[Collected data entries]
=== Section Start ===
use std::path::{Path, PathBuf};

use anyhow::{Context, Result};
use serde::{Deserialize, Serialize};

pub const DEFAULT_URL: &str = "https://sourcegraph.com";
pub const GRAPHQL_PATH: &str = "/.api/graphql";

#[derive(Debug, Clone, Default, Serialize, Deserialize)]
pub struct Config {
    #[serde(default)]
    pub location: LocationConfig,
    #[serde(default)]
    pub search: SearchSettings,
}

fn default_url() -> String {
    DEFAULT_URL.to_string()
}

fn default_timeout_secs() -> u64 {
    30
}

#[derive(Debug, Clone, Serialize, Deserialize)]
pub struct LocationConfig {
    #[serde(default = "default_url")]
    pub url: String,
    #[serde(default)]
    pub token: Option<String>,
    /// Environment variable consulted for the access token before `SRC_ACCESS_TOKEN`.
    #[serde(default)]
    pub token_env: Option<String>,
    #[serde(default)]
    pub auth_scheme: AuthScheme,
    /// Refuse to search anonymously when no token can be found.
    #[serde(default)]
    pub require_auth: bool,
    #[serde(default = "default_timeout_secs")]
    pub timeout_secs: u64,
}

impl Default for LocationConfig {
    fn default() -> Self {
        Self {
            url: default_url(),
            token: None,
            token_env: None,
            auth_scheme: AuthScheme::default(),
            require_auth: false,
            timeout_secs: default_timeout_secs(),
        }
    }
}

#[derive(Debug, Clone, Copy, Default, PartialEq, Eq, Serialize, Deserialize)]
#[serde(rename_all = "lowercase")]
pub enum AuthScheme {
    #[default]
    Token,
    Bearer,
}

impl std::fmt::Display for AuthScheme {
    fn fmt(&self, f: &mut std::fmt::Formatter<'_>) -> std::fmt::Result {
        match self {
            AuthScheme::Token => write!(f, "token"),
            AuthScheme::Bearer => write!(f, "bearer"),
        }
    }
}

impl std::str::FromStr for AuthScheme {
    type Err = String;
    fn from_str(s: &str) -> std::result::Result<Self, Self::Err> {
        match s.to_lowercase().as_str() {
            "token" => Ok(AuthScheme::Token),
            "bearer" => Ok(AuthScheme::Bearer),
            _ => Err(format!("Unknown auth scheme: {s}. Use token or bearer.")),
        }
    }
}

/// Search syntax mode understood by the remote service.
#[derive(Debug, Clone, Copy, Default, PartialEq, Eq, Hash, Serialize, Deserialize)]
#[serde(rename_all = "lowercase")]
pub enum PatternType {
    #[default]
    Literal,
    Regexp,
    Structural,
}

impl PatternType {
    pub fn as_str(&self) -> &'static str {
        match self {
            PatternType::Literal => "literal",
            PatternType::Regexp => "regexp",
            PatternType::Structural => "structural",
        }
    }
}

impl std::fmt::Display for PatternType {
    fn fmt(&self, f: &mut std::fmt::Formatter<'_>) -> std::fmt::Result {
        f.write_str(self.as_str())
    }
}

impl std::str::FromStr for PatternType {
    type Err = String;
    fn from_str(s: &str) -> std::result::Result<Self, Self::Err> {
        match s.to_lowercase().as_str() {
            "literal" => Ok(PatternType::Literal),
            "regexp" | "regex" => Ok(PatternType::Regexp),
            "structural" => Ok(PatternType::Structural),
            _ => Err(format!(
                "Unknown pattern type: {s}. Use literal, regexp, or structural."
            )),
        }
    }
}

#[derive(Debug, Clone, Default, Serialize, Deserialize)]
pub struct SearchSettings {
    #[serde(default)]
    pub pattern_type: PatternType,
    #[serde(default)]
    pub case_sensitive: bool,
    #[serde(default)]
    pub max_results: Option<usize>,
}

/// Where the search service lives and how to authenticate against it.
#[derive(Debug, Clone, PartialEq, Eq)]
pub struct Location {
    uri: String,
    auth_token: Option<String>,
    auth_scheme: AuthScheme,
}

impl Location {
    pub fn new(uri: impl Into<String>) -> Self {
        Self {
            uri: uri.into().trim_end_matches('/').to_string(),
            auth_token: None,
            auth_scheme: AuthScheme::Token,
        }
    }

    pub fn with_token(mut self, token: impl Into<String>, scheme: AuthScheme) -> Self {
        let token = token.into();
        self.auth_token = if token.is_empty() { None } else { Some(token) };
        self.auth_scheme = scheme;
        self
    }

    pub fn uri(&self) -> &str {
        &self.uri
    }

    pub fn requires_auth(&self) -> bool {
        self.auth_token.is_some()
    }

    pub fn auth_token(&self) -> Option<&str> {
        self.auth_token.as_deref()
    }

    pub fn auth_scheme(&self) -> AuthScheme {
        self.auth_scheme
    }

    pub fn graphql_url(&self) -> String {
        format!("{}{GRAPHQL_PATH}", self.uri)
    }
}

impl Config {
    pub fn load() -> Result<Self> {
        let path = Self::config_path();
        if path.exists() {
            Self::load_from(&path)
        } else {
            Ok(Self::default())
        }
    }

    pub fn load_from(path: &Path) -> Result<Self> {
        let content = std::fs::read_to_string(path).context("Failed to read config file")?;
        toml::from_str(&content).context("Failed to parse config file")
    }

    pub fn config_dir() -> PathBuf {
        dirs::config_dir()
            .unwrap_or_else(|| PathBuf::from("."))
            .join("sgsearch")
    }

    pub fn config_path() -> PathBuf {
        Self::config_dir().join("config.toml")
    }

    pub fn ensure_dirs() -> Result<()> {
        std::fs::create_dir_all(Self::config_dir())?;
        Ok(())
    }

    pub fn save(&self) -> Result<()> {
        Self::ensure_dirs()?;
        self.save_to(&Self::config_path())
    }

    pub fn save_to(&self, path: &Path) -> Result<()> {
        let content = toml::to_string_pretty(self).context("Failed to serialize config")?;
        std::fs::write(path, content).context("Failed to write config file")?;
        Ok(())
    }

    pub fn load_project(project_root: &Path) -> Result<Option<Self>> {
        let path = project_root.join(".sgsearch").join("config.toml");
        if path.exists() {
            let content =
                std::fs::read_to_string(&path).context("Failed to read project config")?;
            let config: Config =
                toml::from_str(&content).context("Failed to parse project config")?;
            tracing::debug!(path = %path.display(), "Loaded project config");
            Ok(Some(config))
        } else {
            Ok(None)
        }
    }

    pub fn merge(global: &Config, project: &Config) -> Config {
        let location = LocationConfig {
            url: if project.location.url != default_url() {
                project.location.url.clone()
            } else {
                global.location.url.clone()
            },
            token: project
                .location
                .token
                .clone()
                .or_else(|| global.location.token.clone()),
            token_env: project
                .location
                .token_env
                .clone()
                .or_else(|| global.location.token_env.clone()),
            auth_scheme: if project.location.auth_scheme != AuthScheme::default() {
                project.location.auth_scheme
            } else {
                global.location.auth_scheme
            },
            require_auth: project.location.require_auth || global.location.require_auth,
            timeout_secs: if project.location.timeout_secs != default_timeout_secs() {
                project.location.timeout_secs
            } else {
                global.location.timeout_secs
            },
        };

        let search = SearchSettings {
            pattern_type: if project.search.pattern_type != PatternType::default() {
                project.search.pattern_type
            } else {
                global.search.pattern_type
            },
            case_sensitive: project.search.case_sensitive || global.search.case_sensitive,
            max_results: project.search.max_results.or(global.search.max_results),
        };

        Config { location, search }
    }
}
=== Section End ===
**WHAT YOU SHOULD DO**
Which lines run from the one containing "Ok(Some(config))" to the final line of the entries? Return those lines exactly, and only those.

**OUTPUT**
            Ok(Some(config))
        } else {
            Ok(None)
        }
    }

    pub fn merge(global: &Config, project: &Config) -> Config {
        let location = LocationConfig {
            url: if project.location.url != default_url() {
                project.location.url.clone()
            } else {
                global.location.url.clone()
            },
            token: project
                .location
                .token
                .clone()
                .or_else(|| global.location.token.clone()),
            token_env: project
                .location
                .token_env
                .clone()
                .or_else(|| global.location.token_env.clone()),
            auth_scheme: if project.location.auth_scheme != AuthScheme::default() {
                project.location.auth_scheme
            } else {
                global.location.auth_scheme
            },
            require_auth: project.location.require_auth || global.location.require_auth,
            timeout_secs: if project.location.timeout_secs != default_timeout_secs() {
                project.location.timeout_secs
            } else {
                global.location.timeout_secs
            },
        };

        let search = SearchSettings {
            pattern_type: if project.search.pattern_type != PatternType::default() {
                project.search.pattern_type
            } else {
                global.search.pattern_type
            },
            case_sensitive: project.search.case_sensitive || global.search.case_sensitive,
            max_results: project.search.max_results.or(global.search.max_results),
        };

        Config { location, search }
    }
}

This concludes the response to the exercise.